Die Schreibenden selbst stehen dabei im Hintergrund: Vielmehr spricht die Hydra, das vielköpfige Monstrum der griechischen Mythologie. Sie haben sie als Ebenbild gewählt, um die Vielstimmigkeit ihres Netzwerkes zu versinnbildlichen, sagt Arzt: „Oft steht man sich in der Kunst gegenseitig im Weg, gerät unter Konkurrenzdruck, weil jeder sein Autorenlabel mitschleppt. Wir haben das nicht nötig. Jeder von uns hat seine eigene Stimme und Perspektive, im Vordergrund aber steht der gemeinsame Inhalt.“ Die monströse Hydra ist durchaus auch Symbol einer literarischen Kampfansage gegen NLP-Strategien, ausgehöhlte Diskurse und inhaltslosen PR-Sprech. „Wörter sind Waffen. Wir holen sie uns zurück“, so Steinbuch. „Aber nicht, um Feindbilder zu zementieren, sondern: Wie können Literatur und Kunst zu einer emanzipierten, kritikfähigen Gesellschaft beitragen? Auch, zu hinterfragen: Was heißt ein Wort wie Freiheit oder Demokratie heute noch?“, ergänzt Arzt. Im täglichen Fluss immer neuer Meldungen verursacht eine problematische Aussage vielleicht einen kurzen Aufschrei, Aufregung verebbt schnell wieder. „Wir aber machen halt und sagen: Schaut, dieses Wort, dieser Satz ist gefallen“, erklärt er. Steinbuch pflichtet bei: „Wir wollen die Komplexität von Begriffen vor Augen führen, so, dass man anfängt, nachzudenken.“

„Ängst-Detox“. Ihre Beiträge thematisieren Demokratisierung und Demagogie, Queeres oder Migration. Weisen auf vorbelastete Sprachfiguren hin. Besonders jetzt, im Gedenkjahr an den Anschluss 1938, sei das wichtig.

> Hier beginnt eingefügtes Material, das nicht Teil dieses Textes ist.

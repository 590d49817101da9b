use crate::math::{Frame, Quat, Vec3};

/// Placement of a scene object
/// Position in world space plus the rotation that defines its local frame
#[derive(Debug, Clone, Copy, PartialEq)]
pub struct Transform {
    pub position: Vec3,
    pub rotation: Quat,
}

impl Transform {
    /// Create a new Transform with specified values
    pub fn new(position: Vec3, rotation: Quat) -> Self {
        Self { position, rotation }
    }

    /// Create an identity transform (origin, no rotation)
    pub fn identity() -> Self {
        Self {
            position: Vec3::ZERO,
            rotation: Quat::IDENTITY,
        }
    }

    /// Create a transform with only position
    pub fn from_position(position: Vec3) -> Self {
        Self {
            position,
            rotation: Quat::IDENTITY,
        }
    }

    /// Replace the rotation, keeping the position
    pub fn with_rotation(mut self, rotation: Quat) -> Self {
        self.rotation = rotation;
        self
    }

    /// Local right/up/forward axes
    pub fn frame(&self) -> Frame {
        Frame::from_rotation(self.rotation)
    }
}

impl Default for Transform {
    fn default() -> Self {
        Self::identity()
    }
}
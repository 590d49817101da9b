//! 均等分配
//!
//! 最初/最後のアンカー間にオブジェクトを等間隔に並べる。
//! 並び順はアンカーAからの符号付き距離（A→B方向との内積の符号）で決まり、
//! 同じ距離のオブジェクトは元の順序を保つ。

use crate::axis::Axis;
use crate::error::{AlignError, ensure_count, ensure_index};
use crate::host::{Edit, ObjectHost, commit};
use crate::math::{Vec3, project_onto_axis, signed_distance};
use crate::selection::{AnchorSelection, OperationKind};

/// 分配計算中の1エントリ
#[derive(Debug, Clone, Copy)]
struct DistributionEntry<Id> {
    id: Id,
    position: Vec3,
    signed_distance: f32,
    is_anchor: bool,
}

/// アンカー間にオブジェクトを均等に分配する
///
/// - `axis` が X/Y/Z の場合はA→Bベクトルをその軸に射影した長さで間隔を決め、その成分のみ書き換える
/// - `axis` が All の場合はA→Bベクトルそのものを使い、位置全体を書き換える
///
/// アンカー自身は移動しない。書き込んだオブジェクト数を返す。
pub fn distribute<H: ObjectHost>(
    host: &mut H,
    objects: &[H::Id],
    first: usize,
    last: usize,
    axis: Axis,
) -> Result<usize, AlignError> {
    let operation = OperationKind::Distribute;
    let len = objects.len();

    let validated = ensure_count(operation, len)
        .and_then(|_| ensure_index(first, len))
        .and_then(|_| ensure_index(last, len))
        .and_then(|_| {
            if first == last {
                Err(AlignError::IdenticalAnchors { index: first })
            } else {
                Ok(())
            }
        });
    if let Err(err) = validated {
        tracing::warn!("[distribute] rejected: {}", err);
        return Err(err);
    }

    let anchors = AnchorSelection::new(first, last);
    let start = host.position(objects[first]);
    let end = host.position(objects[last]);
    let span = end - start;

    // 1. 符号付き距離を計算
    let mut entries: Vec<DistributionEntry<H::Id>> = objects
        .iter()
        .enumerate()
        .map(|(index, &id)| {
            let position = host.position(id);
            DistributionEntry {
                id,
                position,
                signed_distance: signed_distance(start, span, position),
                is_anchor: anchors.is_anchor(index),
            }
        })
        .collect();

    // 2. 昇順ソート（安定ソートなので同距離は元の順序）
    entries.sort_by(|a, b| a.signed_distance.total_cmp(&b.signed_distance));

    // 3. 間隔と方向（単一軸ならその軸に射影）
    let span = match axis.unit() {
        Some(unit) => project_onto_axis(span, unit),
        None => span,
    };
    let increment = span.length() / (len - 1) as f32;
    let direction = span.normalize_or_zero();

    if direction == Vec3::ZERO {
        tracing::debug!("[distribute] anchors coincide on axis={}, collapsing onto first anchor", axis);
    }

    tracing::debug!(
        "[distribute] axis={} count={} first={} last={} increment={}",
        axis,
        len,
        first,
        last,
        increment
    );

    // 4. アンカー以外を順に配置
    let writes = entries
        .iter()
        .filter(|entry| !entry.is_anchor)
        .enumerate()
        .map(|(k, entry)| {
            let target = start + direction * (increment * (k + 1) as f32);
            (entry.id, axis.merge(entry.position, target))
        })
        .collect();

    Ok(commit(host, writes, &Edit::Distribute { axis }))
}
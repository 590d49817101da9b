pub mod transform;

pub use transform::Transform;
//! Scene を通した整列/分配のシナリオテスト

use aligner_core::math::{Quat, Vec3, distance_to_line};
use aligner_core::{
    AlignCommand, AlignError, AnchorSelection, Axis, ObjectHost, ObjectId, OperationKind, Scene, Space,
    Transform, align_to_center, align_to_target, distribute, is_operation_eligible,
};

fn scene_with(positions: &[Vec3]) -> (Scene, Vec<ObjectId>) {
    let mut scene = Scene::new();
    let ids = positions
        .iter()
        .enumerate()
        .map(|(i, &p)| scene.spawn(format!("Cube{}", i), Transform::from_position(p)))
        .collect();
    (scene, ids)
}

fn positions(scene: &Scene, ids: &[ObjectId]) -> Vec<Vec3> {
    ids.iter().map(|&id| scene.position(id)).collect()
}

#[test]
fn test_distribute_x_scenario() {
    let (mut scene, ids) = scene_with(&[
        Vec3::new(0.0, 0.0, 0.0),
        Vec3::new(5.0, 1.0, 0.0),
        Vec3::new(2.0, -1.0, 0.0),
        Vec3::new(10.0, 0.0, 0.0),
    ]);

    distribute(&mut scene, &ids, 0, 3, Axis::X).unwrap();

    let p = positions(&scene, &ids);
    assert!((p[2].x - 3.333_333).abs() < 1e-3);
    assert!((p[1].x - 6.666_667).abs() < 1e-3);
    assert_eq!(p[1].y, 1.0);
    assert_eq!(p[2].y, -1.0);
    assert_eq!(p[0], Vec3::ZERO);
    assert_eq!(p[3], Vec3::new(10.0, 0.0, 0.0));

    // 1オブジェクト1エントリ
    assert_eq!(scene.history().len(), 2);
    assert!(scene.history().iter().all(|e| e.message == "Distribute objects on X axis"));
}

#[test]
fn test_center_y_scenario() {
    let (mut scene, ids) = scene_with(&[
        Vec3::new(1.0, 0.0, 0.0),
        Vec3::new(3.0, 0.0, 0.0),
        Vec3::new(5.0, 2.0, 7.0),
    ]);

    align_to_center(&mut scene, &ids, Axis::Y).unwrap();

    let p = positions(&scene, &ids);
    for v in &p {
        assert!((v.y - 0.666_667).abs() < 1e-5);
    }
    assert_eq!((p[0].x, p[0].z), (1.0, 0.0));
    assert_eq!((p[1].x, p[1].z), (3.0, 0.0));
    assert_eq!((p[2].x, p[2].z), (5.0, 7.0));
}

#[test]
fn test_center_preserves_mean() {
    let (mut scene, ids) = scene_with(&[
        Vec3::new(-2.5, 4.0, 1.0),
        Vec3::new(6.0, -1.0, 3.5),
        Vec3::new(0.5, 2.0, -8.0),
        Vec3::new(3.0, 7.0, 0.0),
        Vec3::new(-1.0, 0.0, 2.0),
    ]);
    let mean_before: f32 = positions(&scene, &ids).iter().map(|p| p.x).sum::<f32>() / 5.0;

    align_to_center(&mut scene, &ids, Axis::X).unwrap();

    let mean_after: f32 = positions(&scene, &ids).iter().map(|p| p.x).sum::<f32>() / 5.0;
    assert!((mean_before - mean_after).abs() < 1e-5);
}

#[test]
fn test_target_world_keeps_other_components_bit_identical() {
    let original = [
        Vec3::new(0.1, 0.2, 0.3),
        Vec3::new(-7.77, 1.0e-7, 123.456),
        Vec3::new(3.0, -0.000_1, 9.999),
    ];
    let (mut scene, ids) = scene_with(&original);

    align_to_target(&mut scene, &ids, ids[0], Axis::Y, Space::World).unwrap();

    let p = positions(&scene, &ids);
    for (before, after) in original.iter().zip(&p).skip(1) {
        assert_eq!(after.y.to_bits(), original[0].y.to_bits());
        assert_eq!(after.x.to_bits(), before.x.to_bits());
        assert_eq!(after.z.to_bits(), before.z.to_bits());
    }
    assert_eq!(p[0], original[0]);
}

#[test]
fn test_target_local_on_rotated_base() {
    let mut scene = Scene::new();
    let rotation = Quat::from_rotation_z(std::f32::consts::FRAC_PI_4);
    let base = scene.spawn(
        "Base",
        Transform::from_position(Vec3::new(2.0, 1.0, 0.0)).with_rotation(rotation),
    );
    let a = scene.spawn("A", Transform::from_position(Vec3::new(5.0, -3.0, 4.0)));
    let b = scene.spawn("B", Transform::from_position(Vec3::new(-6.0, 2.0, -1.0)));
    let ids = [base, a, b];

    align_to_target(&mut scene, &ids, base, Axis::X, Space::Local).unwrap();

    let dir = scene.local_frame(base).right;
    let origin = scene.position(base);
    assert_eq!(origin, Vec3::new(2.0, 1.0, 0.0));
    for id in [a, b] {
        assert!(distance_to_line(dir, origin, scene.position(id)) < 1e-4);
    }
    assert_eq!(scene.history()[0].message, "Align objects to Base's X position");
}

#[test]
fn test_distribute_identical_anchors_mutates_nothing() {
    let original = [Vec3::ZERO, Vec3::new(4.0, 1.0, 0.0), Vec3::new(9.0, 0.0, 2.0)];
    let (mut scene, ids) = scene_with(&original);

    let err = distribute(&mut scene, &ids, 2, 2, Axis::All).unwrap_err();

    assert_eq!(err, AlignError::IdenticalAnchors { index: 2 });
    assert_eq!(positions(&scene, &ids), original.to_vec());
    assert!(scene.history().is_empty());
    assert!(!scene.is_dirty());
}

#[test]
fn test_commands_from_json() {
    let (mut scene, ids) = scene_with(&[
        Vec3::new(0.0, 0.0, 0.0),
        Vec3::new(1.0, 3.0, 0.0),
        Vec3::new(8.0, 6.0, 6.0),
        Vec3::new(4.0, 9.0, 3.0),
    ]);

    let cmd = AlignCommand::from_json(r#"{"op":"distribute","first":0,"last":2,"axis":"all"}"#).unwrap();
    assert_eq!(cmd.apply(&mut scene, &ids).unwrap(), 2);

    let p = positions(&scene, &ids);
    // A=(0,0,0), B=(8,6,6): 非アンカーは 1/3, 2/3 の位置
    assert!(p[1].abs_diff_eq(Vec3::new(8.0, 6.0, 6.0) / 3.0, 1e-4));
    assert!(p[3].abs_diff_eq(Vec3::new(8.0, 6.0, 6.0) * 2.0 / 3.0, 1e-4));
    assert!(scene.history().iter().all(|e| e.message == "Distribute objects on custom axis"));

    let cmd = AlignCommand::from_json(r#"{"op":"target","base":2,"axis":"z"}"#).unwrap();
    cmd.apply(&mut scene, &ids).unwrap();
    for &id in &ids {
        assert_eq!(scene.position(id).z, 6.0);
    }
}

#[test]
fn test_command_base_out_of_range() {
    let (mut scene, ids) = scene_with(&[Vec3::ZERO, Vec3::ONE]);

    let cmd = AlignCommand::Target {
        base: 5,
        axis: Axis::X,
        space: Space::World,
    };
    assert_eq!(
        cmd.apply(&mut scene, &ids),
        Err(AlignError::IndexOutOfRange { index: 5, len: 2 })
    );
}

#[test]
fn test_undo_restores_each_step() {
    let original = [Vec3::new(0.0, 0.0, 0.0), Vec3::new(2.0, 4.0, 0.0), Vec3::new(6.0, -2.0, 1.0)];
    let (mut scene, ids) = scene_with(&original);

    align_to_center(&mut scene, &ids, Axis::Y).unwrap();
    assert_eq!(scene.history().len(), 3);

    while scene.undo().is_some() {}
    assert_eq!(positions(&scene, &ids), original.to_vec());
}

#[test]
fn test_eligibility_matches_operations() {
    let (mut scene, ids) = scene_with(&[Vec3::ZERO, Vec3::ONE]);

    assert!(is_operation_eligible(ids.len(), OperationKind::AlignCenter));
    assert!(!is_operation_eligible(ids.len(), OperationKind::Distribute));
    assert!(matches!(
        distribute(&mut scene, &ids, 0, 1, Axis::X),
        Err(AlignError::TooFewObjects { .. })
    ));
}

#[test]
fn test_anchor_reconcile_feeds_distribute() {
    let (mut scene, ids) = scene_with(&[
        Vec3::new(0.0, 0.0, 0.0),
        Vec3::new(7.0, 0.0, 0.0),
        Vec3::new(12.0, 0.0, 0.0),
    ]);

    // 5件選択時のアンカーが3件に減った
    let mut anchors = AnchorSelection::new(0, 4);
    anchors.reconcile(ids.len());
    assert_eq!(anchors, AnchorSelection::new(0, 2));

    distribute(&mut scene, &ids, anchors.first, anchors.last, Axis::X).unwrap();
    assert!((scene.position(ids[1]).x - 6.0).abs() < 1e-5);
}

Momentan be- und überschreiben sie das aktuelle Regierungsprogramm. „Alternative Fiction“ statt Gschichtldrucken – auf Steinbuchs Pullover prangt in glänzenden Lettern eines der Wortspiele, mit denen sie Erzählungen der Politiker demontieren möchten.
Warum Social Media, um für die Macht der Sprache zu sensibilisieren? „Der Blog ist ja ein Format mit niederschwelligem Zugang, jeder kann zugreifen und zeitnah auf Dinge reagieren“, erklärt Steinbuch. „Und natürlich, weil auch die Neuen Rechten das Internet nützen und man ihnen dessen Möglichkeiten der Informationsverteilung nicht überlassen sollte.“ Die Hydra schreibt: „Wir machen es für die Klicks.“ Dass auch dieses Statement ein ironisches Spiel ist, zeigt schon die nicht leicht zu bewältigende Länge ihrer Texte. Man braucht Zeit zum Schreiben und Lesen, in der Logik des Marktes und Internets ein seltenes Gut. „Wir sind wie ein kleiner Stolperstein“, sagt Arzt. Auch analog wollen sie Menschen ihrer Poesie aussetzen: Das nächste Mal verlassen sie die Web-Sphäre für „Ängst-Detox“ in Graz. Angst, das ist auch so ein inflationärer Begriff, den es zu hinterfragen gilt. Sie versuchen es mit Mantras, Yoga und Meditation, werden zeigen, dass die beliebte Beschäftigung mit sich selbst auch politisch sein kann. Außerhalb des Netzes gilt ebenso: Statt geläufige Meinungen zu bestätigen, wollen Nazis & Goldmund im Austausch in die Tiefe eines Themas kommen. Und mit ihrem Anliegen auch aus der Literaturblase hinaustreten, meint Steinbuch: „Wir wollen Banden bilden“.

Tipp

Online: Die Autoren von Nazis & Goldmund stellen
jeden Mittwoch um fünf vor zwölf einen Text auf ihren Blog: www.nazisundgold­mund.net

Offline: Lecture-Perfor­mance/„Ängst-Detox“/Talk in Graz, Forum Stadtpark, 28.  April, 18 Uhr. Konferenz „Ängst is now a Weltanschauung“ in Berlin, Ballhaus Ost, 14. bis 17. Juni.